SAUH BAGI JIWA
“Ketika Herodes tahu, bahwa ia telah diperdayakan oleh orang-orang majus itu, ia sangat marah. Lalu ia menyuruh membunuh semua anak di Betlehem dan sekitarnya, yaitu anak-anak yang berumur dua tahun ke bawah, sesuai dengan waktu yang dapat diketahuinya dari orang-orang majus itu.”
“Ketika Herodes tahu, bahwa ia telah diperdayakan oleh orang-orang majus itu, ia sangat marah. Lalu ia menyuruh membunuh semua anak di Betlehem dan sekitarnya, yaitu anak-anak yang berumur dua tahun ke bawah, sesuai dengan waktu yang dapat diketahuinya dari orang-orang majus itu.”
Bila kita melihat anak-anak berumur dua tahun ke bawah, kesan yang umumnya kita miliki adalah suatu sosok yang lemah, memerlukan bantuan, lugu dan menggemaskan. Siapakah yang begitu tega untuk membunuh anak-anak ini?
Seorang raja bernama Herodes menyuruh membunuh semua anak di Betlehem dan sekitarnya, yakni anak-anak yang berumur dua tahun ke bawah. Hal ini dilakukannya karena ia kuatir terhadap munculnya seorang raja Yahudi sebagai tandingan dirinya. Ia juga marah karena merasa diperdaya oleh orang-orang majus yang ternyata tidak berpihak kepadanya (Mat 2:1-8, 12, 16).

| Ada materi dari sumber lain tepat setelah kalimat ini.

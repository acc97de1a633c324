//! Vertex staging arena.
//!
//! Rectangles are staged as three vertices each into a float arena that is later either copied
//! inline into the batch or uploaded into its own buffer. The arena tracks the open primitive
//! whose vertex count is patched when the run closes, and the command words that must receive
//! the final vertex-buffer address.

/// Number of vertex-buffer ids a batch can bind.
pub const VERTEX_BUFFER_SLOTS: usize = 8;

/// Packs a signed 16-bit position pair into the bit pattern of one float slot.
pub fn pack_position(x: i32, y: i32) -> f32 {
    f32::from_bits(((y as i16 as u16 as u32) << 16) | (x as i16 as u16 as u32))
}

pub fn unpack_position(value: f32) -> (i16, i16) {
    let bits = value.to_bits();
    (bits as u16 as i16, (bits >> 16) as u16 as i16)
}

/// A primitive whose vertex count has not been patched yet.
#[derive(Clone, Copy, Debug, PartialEq, Eq)]
pub struct OpenPrimitive {
    /// Batch index of the vertex-count word.
    pub count_index: usize,
    /// First vertex of the run.
    pub start: u32,
}

#[derive(Debug, Clone)]
pub struct VertexArena {
    data: Vec<f32>,
    used: usize,
    index: u32,
    start: u32,
    floats_per_vertex: usize,
    open: Option<OpenPrimitive>,
    relocs: [Option<usize>; VERTEX_BUFFER_SLOTS],
}

impl VertexArena {
    pub fn new(capacity: usize) -> Self {
        Self {
            data: vec![0.0; capacity],
            used: 0,
            index: 0,
            start: 0,
            floats_per_vertex: 0,
            open: None,
            relocs: [None; VERTEX_BUFFER_SLOTS],
        }
    }

    pub fn capacity(&self) -> usize {
        self.data.len()
    }

    /// Floats still free.
    pub fn space(&self) -> usize {
        self.data.len().saturating_sub(self.used)
    }

    pub fn used(&self) -> usize {
        self.used
    }

    pub fn is_empty(&self) -> bool {
        self.used == 0
    }

    /// Next vertex index to be handed out.
    pub fn index(&self) -> u32 {
        self.index
    }

    pub fn floats_per_vertex(&self) -> usize {
        self.floats_per_vertex
    }

    pub fn data(&self) -> &[f32] {
        &self.data[..self.used]
    }

    /// Switches to a new vertex layout, rounding the write cursor up to a whole vertex.
    pub fn align(&mut self, floats_per_vertex: usize) {
        if floats_per_vertex == self.floats_per_vertex {
            return;
        }
        if floats_per_vertex > 0 {
            let index = self.used.div_ceil(floats_per_vertex);
            self.index = index as u32;
            self.used = index * floats_per_vertex;
        }
        self.floats_per_vertex = floats_per_vertex;
    }

    /// Claims `count` vertex indices for rectangles about to be written.
    pub fn claim(&mut self, count: u32) {
        self.index += count;
    }

    pub fn push(&mut self, value: f32) {
        self.data[self.used] = value;
        self.used += 1;
    }

    pub fn push_position(&mut self, x: i32, y: i32) {
        self.push(pack_position(x, y));
    }

    pub fn open(&self) -> Option<OpenPrimitive> {
        self.open
    }

    /// Marks a new primitive starting at the current vertex.
    pub fn begin(&mut self, count_index: usize) {
        self.start = self.index;
        self.open = Some(OpenPrimitive {
            count_index,
            start: self.start,
        });
    }

    /// Reopens the previous primitive; its start vertex is kept.
    pub fn reopen(&mut self, count_index: usize) {
        self.open = Some(OpenPrimitive {
            count_index,
            start: self.start,
        });
    }

    /// Closes the open primitive, returning it with its final vertex count.
    pub fn close(&mut self) -> Option<(OpenPrimitive, u32)> {
        let open = self.open.take()?;
        Some((open, self.index - open.start))
    }

    /// Records the batch index of the address word for vertex-buffer `id`.
    pub fn set_reloc(&mut self, id: u32, index: usize) {
        self.relocs[id as usize] = Some(index);
    }

    /// Drains the recorded address words.
    pub fn take_relocs(&mut self) -> impl Iterator<Item = usize> {
        std::mem::replace(&mut self.relocs, [None; VERTEX_BUFFER_SLOTS])
            .into_iter()
            .flatten()
    }

    /// Empties the arena after its contents were handed to the batch.
    pub fn reset(&mut self) {
        self.used = 0;
        self.index = 0;
    }
}
//! The static state buffer: kernels, sampler pairs, blend table and viewport, built once per
//! renderer and referenced by offset from every batch.

use std::fmt;

use bytemuck::Pod;
use tracing::debug;

use crate::blend::build_blend_table;
use crate::error::{RenderError, Result};
use crate::hw::{BlendState, CcViewport, SamplerState};
use crate::kernel::{Kernel, KernelBinaries, KERNEL_COUNT};
use crate::sampler::build_sampler_table;
use crate::transport::{BufferId, Transport};

/// Round `value` up to the nearest multiple of `alignment`.
pub(crate) fn align_up(value: u32, alignment: u32) -> u32 {
    debug_assert!(alignment > 0);
    value.div_ceil(alignment) * alignment
}

/// Append-only byte stream with aligned sub-allocation.
#[derive(Clone, Default)]
pub struct StaticStream {
    data: Vec<u8>,
}

impl StaticStream {
    pub fn new() -> Self {
        Self::default()
    }

    /// Appends `bytes` at the next `alignment` boundary and returns their offset.
    pub fn add(&mut self, bytes: &[u8], alignment: u32) -> u32 {
        let offset = align_up(self.data.len() as u32, alignment.max(1));
        self.data.resize(offset as usize, 0);
        self.data.extend_from_slice(bytes);
        offset
    }

    pub fn add_records<T: Pod>(&mut self, records: &[T], alignment: u32) -> u32 {
        self.add(bytemuck::cast_slice(records), alignment)
    }

    pub fn len(&self) -> usize {
        self.data.len()
    }

    pub fn is_empty(&self) -> bool {
        self.data.is_empty()
    }

    pub fn as_bytes(&self) -> &[u8] {
        &self.data
    }
}

impl fmt::Debug for StaticStream {
    fn fmt(&self, f: &mut fmt::Formatter<'_>) -> fmt::Result {
        f.debug_struct("StaticStream")
            .field("len", &self.data.len())
            .finish()
    }
}

/// Offsets of each static table within the uploaded stream.
#[derive(Clone, Copy, Debug, PartialEq, Eq)]
pub struct StaticOffsets {
    pub kernels: [u32; KERNEL_COUNT],
    pub samplers: u32,
    pub cc_blend: u32,
    pub cc_viewport: u32,
}

impl StaticOffsets {
    pub fn kernel(&self, kernel: Kernel) -> u32 {
        self.kernels[kernel.index()]
    }
}

#[derive(Clone, Debug)]
pub struct StaticResources {
    stream: StaticStream,
    offsets: StaticOffsets,
}

impl StaticResources {
    pub fn build(binaries: &KernelBinaries) -> Self {
        let mut stream = StaticStream::new();
        let mut kernels = [0u32; KERNEL_COUNT];
        for kernel in Kernel::ALL {
            kernels[kernel.index()] = stream.add_records(binaries.get(kernel), 64);
        }
        let samplers = stream.add_records(&build_sampler_table(), 32);
        let cc_blend = stream.add_records(&build_blend_table(), BlendState::SIZE_BYTES);
        let viewport = CcViewport {
            min_depth: -1.0e35,
            max_depth: 1.0e35,
        };
        let cc_viewport = stream.add_records(std::slice::from_ref(&viewport), 32);
        debug_assert_eq!(samplers % SamplerState::SIZE_BYTES, 0);

        Self {
            stream,
            offsets: StaticOffsets {
                kernels,
                samplers,
                cc_blend,
                cc_viewport,
            },
        }
    }

    pub fn offsets(&self) -> &StaticOffsets {
        &self.offsets
    }

    pub fn stream(&self) -> &StaticStream {
        &self.stream
    }

    /// Uploads the stream into a new linear buffer.
    pub fn upload<T: Transport>(&self, transport: &mut T) -> Result<BufferId> {
        let bytes = self.stream.len();
        let buffer = transport
            .create_linear_buffer(bytes)
            .ok_or(RenderError::StaticUpload { bytes })?;
        if !transport.write(buffer, self.stream.as_bytes()) {
            transport.destroy(buffer);
            return Err(RenderError::StaticUpload { bytes });
        }
        debug!(bytes, ?buffer, "static state uploaded");
        Ok(buffer)
    }
}
mod common;

use common::{argb_target, count, pixmap, pointers, primitives, render, request, static_offsets};
use gen7_render::blend::{blend_offset, get_blend, BlendFactor};
use gen7_render::hw::{
    DOMAIN_VERTEX, MI_FLUSH, MI_INHIBIT_RENDER_CACHE_FLUSH, PIPELINE_SELECT, PIPELINE_SELECT_3D,
    STATE_BINDING_TABLE_POINTERS_PS, STATE_BLEND_STATE_POINTERS,
};
use gen7_render::kernel::choose_composite_kernel;
use gen7_render::vertex::unpack_position;
use gen7_render::{
    BoxRec, CompositeRectangles, Operator, PictFilter, PictFormat, Picture, PictureSource, Point,
    RenderError, Transport,
};
use pretty_assertions::assert_eq;

fn full_rect() -> CompositeRectangles {
    CompositeRectangles {
        src: Point::new(0, 0),
        mask: Point::new(0, 0),
        dst: Point::new(0, 0),
        width: 64,
        height: 64,
    }
}

fn ca_mask(id: u32) -> Picture {
    let mut mask = Picture::drawable(pixmap(id, 64, 64, 32), PictFormat::A8r8g8b8);
    mask.component_alpha = true;
    mask
}

#[test]
fn solid_over_draws_one_rectangle() {
    let mut r = render();
    let req = request(Operator::Over, Picture::solid(0x80ff_0000), None, argb_target(1));
    let op = r.composite(&req).unwrap();
    r.composite_blt(&op, &full_rect()).unwrap();
    r.composite_done(&op);
    r.submit().unwrap();

    let batch = r.transport_mut().take_submitted().remove(0);
    assert_eq!(batch.commands[0], PIPELINE_SELECT | PIPELINE_SELECT_3D);
    let prims = primitives(&batch.commands);
    assert_eq!(prims.len(), 1);
    assert_eq!((prims[0].1, prims[0].2), (3, 0));

    let cc = static_offsets().cc_blend;
    assert_eq!(
        pointers(&batch.commands, STATE_BLEND_STATE_POINTERS),
        vec![(cc + blend_offset(BlendFactor::One, BlendFactor::InvSrcAlpha)) | 1]
    );

    // Vertices were copied into the tail of the batch.
    let vertex_relocs: Vec<_> = batch
        .relocations
        .iter()
        .filter(|reloc| reloc.domains == DOMAIN_VERTEX << 16)
        .collect();
    assert_eq!(vertex_relocs.len(), 2);
    assert_eq!(vertex_relocs[0].target, None);
    let start = vertex_relocs[0].delta as usize / 4;
    assert_eq!(vertex_relocs[1].delta as usize, start * 4 + 9 * 4 - 1);

    let floats: Vec<f32> = batch.commands[start..start + 9]
        .iter()
        .map(|w| f32::from_bits(*w))
        .collect();
    assert_eq!(unpack_position(floats[0]), (64, 64));
    assert_eq!(unpack_position(floats[3]), (0, 64));
    assert_eq!(unpack_position(floats[6]), (0, 0));
    assert_eq!(
        [floats[1], floats[2], floats[4], floats[5], floats[7], floats[8]],
        [1.0, 1.0, 0.0, 1.0, 0.0, 0.0]
    );

    let stats = r.stats();
    assert_eq!(stats.primitives, 1);
    assert_eq!(stats.inline_vertex_uploads, 1);
    assert_eq!(stats.submissions, 1);
}

#[test]
fn component_alpha_over_replays_the_same_vertices() {
    let mut r = render();
    let src = Picture::drawable(pixmap(1, 64, 64, 32), PictFormat::A8r8g8b8);
    let req = request(Operator::Over, src, Some(ca_mask(2)), argb_target(3));
    let op = r.composite(&req).unwrap();
    assert!(op.needs_ca_pass());
    r.composite_boxes(&op, &[BoxRec::new(0, 0, 8, 8), BoxRec::new(8, 8, 16, 16)])
        .unwrap();
    r.composite_done(&op);

    let commands = r.transport().commands();
    let prims = primitives(commands);
    assert_eq!(prims.len(), 2);
    assert_eq!((prims[0].1, prims[0].2), (6, 0));
    assert_eq!((prims[1].1, prims[1].2), (6, 0));
    assert_eq!(
        commands[prims[1].0 - 1],
        MI_FLUSH | MI_INHIBIT_RENDER_CACHE_FLUSH
    );

    let cc = static_offsets().cc_blend;
    let main = get_blend(Operator::OutReverse, true, PictFormat::A8r8g8b8);
    let fixup = get_blend(Operator::Add, true, PictFormat::A8r8g8b8);
    assert_eq!(
        pointers(commands, STATE_BLEND_STATE_POINTERS),
        vec![(cc + main) | 1, (cc + fixup) | 1]
    );
    assert_eq!(r.state().blend(), Some(fixup));
    assert_eq!(
        r.state().kernel(),
        Some(choose_composite_kernel(Operator::Add, true, true, true))
    );
    assert_eq!(r.stats().ca_passes, 1);
}

#[test]
fn component_alpha_with_other_source_alpha_operators_falls_back() {
    for op in [Operator::Atop, Operator::Xor] {
        let mut r = render();
        let req = request(op, Picture::solid(0xff00_ff00), Some(ca_mask(2)), argb_target(3));
        let err = r.composite(&req).unwrap_err();
        assert!(matches!(err, RenderError::UnsupportedComponentAlpha { .. }));
        assert!(err.is_fallback());
        assert!(r.transport().commands().is_empty());

        // The solid prepared for the source was released again.
        let solid = r.transport_mut().solid(0xff00_ff00).unwrap();
        assert_eq!(r.transport().buffer_refs(solid.id), 1);
    }
}

#[test]
fn alpha_less_destination_reads_destination_alpha_as_one() {
    let mut r = render();
    let src = Picture::drawable(pixmap(1, 64, 64, 32), PictFormat::A8r8g8b8);
    let dst = Picture::drawable(pixmap(2, 64, 64, 24), PictFormat::X8r8g8b8);
    let op = r.composite(&request(Operator::Atop, src, None, dst)).unwrap();
    r.composite_done(&op);
    assert_eq!(
        r.state().blend(),
        Some(blend_offset(BlendFactor::One, BlendFactor::InvSrcAlpha))
    );
}

#[test]
fn identical_state_emits_nothing_and_extends_the_primitive() {
    let mut r = render();
    let req = request(Operator::Over, Picture::solid(0xff12_3456), None, argb_target(1));

    let op = r.composite(&req).unwrap();
    r.composite_blt(&op, &full_rect()).unwrap();
    r.composite_done(&op);
    let used = r.transport().used();

    let op = r.composite(&req).unwrap();
    assert_eq!(r.transport().used(), used);
    r.composite_blt(&op, &full_rect()).unwrap();
    r.composite_done(&op);
    assert_eq!(r.transport().used(), used);

    let prims = primitives(r.transport().commands());
    assert_eq!(prims.len(), 1);
    assert_eq!((prims[0].1, prims[0].2), (6, 0));

    let stats = r.stats();
    assert_eq!(stats.binding_table_reuses, 1);
    assert_eq!(stats.merged_primitives, 1);
}

#[test]
fn new_source_gets_a_new_binding_table() {
    let mut r = render();
    let first = Picture::drawable(pixmap(1, 64, 64, 32), PictFormat::A8r8g8b8);
    let second = Picture::drawable(pixmap(2, 64, 64, 32), PictFormat::A8r8g8b8);

    for src in [first, second] {
        let op = r.composite(&request(Operator::Src, src, None, argb_target(3))).unwrap();
        r.composite_blt(&op, &full_rect()).unwrap();
        r.composite_done(&op);
    }

    let tables = pointers(r.transport().commands(), STATE_BINDING_TABLE_POINTERS_PS);
    assert_eq!(tables.len(), 2);
    assert!(tables[1] < tables[0]);
    assert_eq!(r.stats().binding_table_reuses, 0);
    assert_eq!(r.stats().primitives, 2);
}

#[test]
fn boxes_share_one_primitive() {
    let mut r = render();
    let src = Picture::drawable(pixmap(1, 64, 64, 32), PictFormat::A8r8g8b8);
    let op = r.composite(&request(Operator::Src, src, None, argb_target(2))).unwrap();
    let boxes: Vec<_> = (0..5).map(|i| BoxRec::new(i * 8, 0, i * 8 + 8, 8)).collect();
    r.composite_boxes(&op, &boxes).unwrap();
    r.composite_done(&op);

    let prims = primitives(r.transport().commands());
    assert_eq!(prims.len(), 1);
    assert_eq!(prims[0].1, 15);
}

#[test]
fn sampling_a_rendered_pixmap_flushes_first() {
    let mut r = render();
    let a = Picture::drawable(pixmap(1, 64, 64, 32), PictFormat::A8r8g8b8);
    let op = r
        .composite(&request(Operator::Src, Picture::solid(0xff00_0000), None, a))
        .unwrap();
    r.composite_blt(&op, &full_rect()).unwrap();
    r.composite_done(&op);
    assert_eq!(count(r.transport().commands(), MI_FLUSH), 0);

    let op = r.composite(&request(Operator::Over, a, None, argb_target(2))).unwrap();
    r.composite_done(&op);
    assert_eq!(count(r.transport().commands(), MI_FLUSH), 1);
}

#[test]
fn declines_leave_the_batch_untouched() {
    let mut r = render();
    let target = argb_target(9);

    let mut gradient = Picture::solid(0);
    gradient.source = PictureSource::Gradient;
    let mut convolved = Picture::drawable(pixmap(1, 64, 64, 32), PictFormat::A8r8g8b8);
    convolved.filter = PictFilter::Convolution;
    let huge = Picture::drawable(pixmap(2, 16385, 64, 32), PictFormat::A8r8g8b8);

    let cases = [
        (request(Operator::Over, gradient, None, target), "needs fixup"),
        (request(Operator::Over, convolved, None, target), "filter"),
        (request(Operator::Over, huge, None, target), "too large"),
        (
            request(
                Operator::Over,
                Picture::solid(0xffff_ffff),
                None,
                Picture::drawable(pixmap(3, 64, 64, 24), PictFormat::R8g8b8),
            ),
            "destination format",
        ),
        (
            request(Operator::Over, Picture::solid(0xffff_ffff), None, Picture::solid(0)),
            "destination",
        ),
    ];
    for (req, what) in cases {
        let err = r.composite(&req).unwrap_err();
        assert!(err.is_fallback(), "{what}: {err}");
    }
    assert!(r.transport().commands().is_empty());
    assert!(r.transport().submitted().is_empty());
}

Hal serupa juga pernah terjadi berabad-abad sebelumnya di negeri Mesir. Firaun memberi perintah kepada seluruh rakyatnya untuk melemparkan semua anak laki-laki yang lahir dari orang Ibrani ke dalam sungai Nil. Hal ini dilakukan karena ia takut melihat bangsa Israel itu sangat banyak dan lebih besar jumlahnya daripada bangsa Mesir. Apabila bangsa Israel bertambah banyak, mereka bisa bersekutu dengan musuh bangsa Mesir dan memerangi mereka, lalu pergi dari negeri Mesir jika terjadi peperangan (Kel 1:8-10, 22).
Kekuatiran, kemarahan, ambisi, perasaan terancam dan emosi negatif lainnya dalam diri seseorang dapat membutakan hati nuraninya. Orang menjadi tega mengorbankan orang lain, bahkan sosok yang tidak berdaya seperti anak-anak.
Seorang raja menggambarkan suatu sosok yang kuat, sedangkan anak-anak menggambarkan suatu sosok yang lemah dan tak berdaya. Seorang pemimpin dalam suatu perusahaan dapat dengan tega “membunuh” karakter bawahannya yang dianggap sebagai calon kuat yang dapat mengancam kedudukannya. Bahkan dengan taktik liciknya, ia bisa membuat bawahannya tersebut kehilangan mata pencahariannya. Seorang pebisnis besar karena ambisinya melancarkan strategi-strategi untuk memperluas pangsa pasarnya dengan menggilas pebisnis-pebisnis kecil, bahkan sampai mereka gulung tikar.
Seorang pemimpin rohani karena kemarahan atau luapan emosi negatif lain dalam dirinya yang tidak terkendali dapat mengakibatkan terbunuhnya “anak-anak dan bayi-bayi rohani” di gereja.
Suatu kali, orang-orang membawa anak-anak kecil kepada Yesus supaya Ia menjamah mereka. Tetapi murid-murid-Nya memarahi orang-orang itu.
Ketika Yesus melihat hal itu, Ia marah dan berkata kepada mereka: ”Biarkan anak-anak itu datang kepada-Ku, jangan menghalang-halangi mereka, sebab orang-orang yang seperti itulah yang empunya Kerajaan Allah.” Lalu Ia memeluk anak-anak itu dan sambil meletakkan tangan-Nya atas mereka Ia memberkati mereka. (Mrk 10:14, 16)
Sebagai umat Tuhan, hendaknya kita tidak terlena ketika berada di posisi yang kuat. Jangan sampai hati nurani kita menjadi buta dan “membunuh anak-anak” yang berada di posisi yang lemah atau menghalang-halangi mereka untuk mendekat kepada Tuhan. Hal ini dapat membuat Tuhan marah. Bisa jadi, Tuhan memandang bahwa mereka lebih layak untuk memperoleh Kerajaan Allah dibandingkan diri kita.
Betapa indahnya bila kita dapat membiarkan “anak-anak dan bayi-bayi rohani” datang kepada-Nya, agar mereka dapat merasakan pelukan-Nya, jamahan tangan-Nya, dan memperoleh berkat dari-Nya.